I am currently planning a two-storey extension to my property.
To accommodate the extension I will have to demolish my garage.
However, my garage is basically semi-detached with my neighbours. i.e. there is a party wall seperating them.
My neighbour and I suspect that the garage party wall has been built up on the concrete floor of the garage.
Is there anyway to check/confirm this prior to demolition?
If our suspicions are correct, and I want to remove the concrete floor on my side of the party wall, are there any regulations I should adhere to or can I remove the concrete floor right up to the party wall?
Also, under what circumstances could I be legally bound to provide any reinforcement to the remaining concrete floor and party wall?
Any advice and help anyone can give would be much appreciated.
The building inspector will insist you dig an inspection hole in the garage floor to check the foundation to see if its adequate to take the additional weight of a further floor.Based on his assesment he will decide if the wall needs total removal
However, I think I should have explained a bit better.
My garage is detached from my house, there is a path to the rear garden between them.
The plan for the extension is to demolish the garage and effectively move it towards the house. Thus, creating an integral garage on the ground floor of the extension and an en-suite bedroom on the upper floor. New foundations will be dug for the extension.
The pathway to the rear garden will move to between the new extension and the current Party Wall of the garages.
The party wall between the garages is of single brick construction and we suspect that it has been built up from the floor of the garage and may not have a foundation of its own.
I was hoping to remove the concrete between the new extension and the party walll and replace it with a block paved path to the rear of the property.
My neighbour is concerned that by removing the concrete on my side of the party wall it will weaken the wall, and is almost insisting that additional support is provided. My neighbour also wants to know what I plan to do about it before work commences or they will raise a dispute under the Party Wall Etc act.
Hence the questions in my first post. The only thing the wall supports is the corrugated roof of the garage itself.
Before you start work of that magnitude,you will need to submit a set of plans to the council.so your first step is to contact an architect he will draw up what is required,You can then consult with your neighbour what you plan to do.Remember he can object so keep him in the picture.
With the plans you can also get an exact price from your builder.
Already have plans drawn up and have planning permission from local council. Next stage is Building Control.
I have also been keeping my neighbour informed throughout the whole process. I thought all was OK with the neighbour as they have never said anything directly to me about their concerns. However, I have recently received a letter (which has also been copied to the local building inspector) raising various points about the party wall and the garage roof. My neighbour is insisting on answers to these points or they intend to raise a dispute under the Party Wall etc Act.
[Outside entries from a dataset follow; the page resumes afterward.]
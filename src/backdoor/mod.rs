pub mod synthesize;
pub mod detect;
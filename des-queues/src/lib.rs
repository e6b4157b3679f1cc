//! Queueing-network models on top of `des-core`.
//!
//! This crate provides the queue state machine and everything built on it:
//! jobs, primitive queueing disciplines, notifications and listeners, and
//! composite queues assembled from other queues.
//!
//! # Architecture Overview
//!
//! - [`Simulation`]: owns the event list, every queue and every job. Queues and
//!   jobs are addressed by [`QueueId`] and [`JobId`].
//! - [`Discipline`]: the standard primitive disciplines (FCFS, LCFS, SJF, PS,
//!   IS, ...). Custom disciplines implement [`SchedulingDiscipline`].
//! - [`QueueListener`]: receives one [`QueueNotification`] per atomic state
//!   change of a queue. [`NotificationRecorder`] keeps them for inspection.
//! - [`composite`]: tandem, parallel, Jackson, feedback, encapsulator and
//!   drop-collector queues, and the [`CompositeBuilder`] behind them.
//!
//! # Basic Usage
//!
//! ```rust
//! use des_core::{SimContextExt, SimTime};
//! use des_queues::{Discipline, Job, NotificationRecorder, Simulation};
//!
//! let mut sim = Simulation::default();
//! let queue = sim.add_queue("server", Discipline::fcfs()).unwrap();
//! let recorder = NotificationRecorder::without_updates();
//! let log = recorder.log();
//! sim.add_listener(queue, Box::new(recorder)).unwrap();
//!
//! for (i, arrival) in [0.0, 1.0].into_iter().enumerate() {
//!     let job = sim.add_job(Job::new(format!("job-{i}")).with_service_time(2.0));
//!     sim.schedule_arrival(SimTime::new(arrival), queue, job).unwrap();
//! }
//! sim.run().unwrap();
//!
//! let departures: Vec<f64> = log.of_kind("DEPARTURE").iter().map(|r| r.time).collect();
//! assert_eq!(departures, vec![2.0, 4.0]);
//! ```

pub mod composite;
pub mod discipline;
pub mod error;
pub mod job;
pub mod notification;
mod primitive;
pub mod queue;
pub mod simulation;

pub use composite::delegate::{
    DefaultDelegateJobFactory, DelegateJobFactory, EncapsulatorDelegateJobFactory,
};
pub use composite::feedback::{
    FeedbackController, FeedbackSelector, NumVisitsFeedback, ProbabilisticFeedback,
};
pub use composite::selector::{
    JacksonSelector, JoinShortestQueueSelector, PatternSelector, QueueSelector, RandomSelector,
    RoutingContext, SingleQueueSelector, TandemSelector,
};
pub use composite::{CompositeBuilder, CompositeKind, RoutingMode, StartModel};
pub use discipline::{
    Admission, AdmissionPolicy, AutoRevocationPolicy, Discipline, PreemptionStrategy,
    PreemptiveOrder, SchedulingDiscipline, ServiceModel, StartOrder,
};
pub use error::{ConfigurationError, QueueError};
pub use job::{Job, JobId, JobRef};
pub use notification::{
    NotificationLog, NotificationRecord, NotificationRecorder, QueueEvent, QueueListener,
    QueueNotification,
};
pub use queue::{QueueCore, QueueId, QueueStatus, ServerAccessCredits};
pub use simulation::Simulation;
As I see it, I am doing nothing to the party wall other than removing part of the load as I will be removing the roof off my garage. The party wall is not being used as part of the extension. One side of the wall will change from internal to external and I am planning to have that side re-pointed.
The only thing that concerns me is the thickness of the concrete floor of the garage as we suspect that the party wall has been built up from this. Is there a minimum thickness this concrete should be?
If the concrete floor is not of a certain thickness will it require re-inforcing?
If so what form does the re-inforcing have to be?
I cant really answer that question about whether the floor is able to support the weight,Thats the building control officers job,What you can do is hire a diamond core bit and drill from your local hire shop, and cut out a hole in the concrete to see the thickness for youself.the BI will probably want to see this anyway.